**Exercise goal:** Please restate, word for word, each line from the one containing "-> impl IntoResponse" through the end of the entries below.

Stored data
//! # smslog-api: SMS Webhook Service
//!
//! Receives inbound SMS callbacks and appends each message to the current
//! month's log through [`smslog_store::VersionedLogStore`].
//!
//! ## API Surface
//!
//! | Route                 | Module             | Response |
//! |-----------------------|--------------------|----------|
//! | `POST /sms`, `GET /sms` | [`routes::sms`]  | TwiML reply |
//! | `GET /v1/logs/:period` | [`routes::logs`]  | JSON log |
//! | `GET /health/liveness`, `GET /health/readiness` | here | plain text |
//! | `GET /metrics`        | here               | Prometheus text |
//!
//! ## Middleware Stack (execution order)
//!
//! ```text
//! TraceLayer → DefaultBodyLimit (64 KiB) → Handler
//! ```

pub mod error;
pub mod metrics;
pub mod routes;
pub mod state;
pub mod twiml;

use axum::extract::{DefaultBodyLimit, State};
use axum::http::StatusCode;
use axum::response::IntoResponse;
use axum::routing::get;
use axum::Router;
use smslog_store::BlobStore;
use tower_http::trace::TraceLayer;

use crate::error::AppError;
use crate::state::AppState;

/// Inbound message callbacks are a few hundred bytes; anything near this
/// limit is not a real callback.
const BODY_LIMIT_BYTES: usize = 64 * 1024;

/// Assemble the application router with all routes and middleware.
pub fn app<B: BlobStore + 'static>(state: AppState<B>) -> Router {
    let api = Router::new()
        .merge(routes::sms::router())
        .merge(routes::logs::router())
        .layer(DefaultBodyLimit::max(BODY_LIMIT_BYTES));

    let probes = Router::new()
        .route("/health/liveness", get(liveness))
        .route("/health/readiness", get(readiness))
        .route("/metrics", get(prometheus_metrics::<B>));

    Router::new()
        .merge(probes)
        .merge(api)
        .layer(TraceLayer::new_for_http())
        .with_state(state)
}

/// GET /metrics: Prometheus metrics scrape endpoint.
async fn prometheus_metrics<B: BlobStore + 'static>(
    State(state): State<AppState<B>>,
) -> impl IntoResponse {
    match state.metrics.gather_and_encode() {
        Ok(body) => (
            StatusCode::OK,
            [(
                axum::http::header::CONTENT_TYPE,
                "text/plain; version=0.0.4; charset=utf-8",
            )],
            body,
        )
            .into_response(),
        Err(e) => AppError::Internal(format!("failed to encode Prometheus metrics: {e}"))
            .into_response(),
    }
}

/// Liveness probe. Always returns 200 if the process is running.
async fn liveness() -> &'static str {
    "ok"
}

/// Readiness probe. The store is stateless and remote, so the service is
/// ready as soon as it is listening.
async fn readiness() -> &'static str {
    "ready"
}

**Response to the exercise:**
) -> impl IntoResponse {
    match state.metrics.gather_and_encode() {
        Ok(body) => (
            StatusCode::OK,
            [(
                axum::http::header::CONTENT_TYPE,
                "text/plain; version=0.0.4; charset=utf-8",
            )],
            body,
        )
            .into_response(),
        Err(e) => AppError::Internal(format!("failed to encode Prometheus metrics: {e}"))
            .into_response(),
    }
}

/// Liveness probe. Always returns 200 if the process is running.
async fn liveness() -> &'static str {
    "ok"
}

/// Readiness probe. The store is stateless and remote, so the service is
/// ready as soon as it is listening.
async fn readiness() -> &'static str {
    "ready"
}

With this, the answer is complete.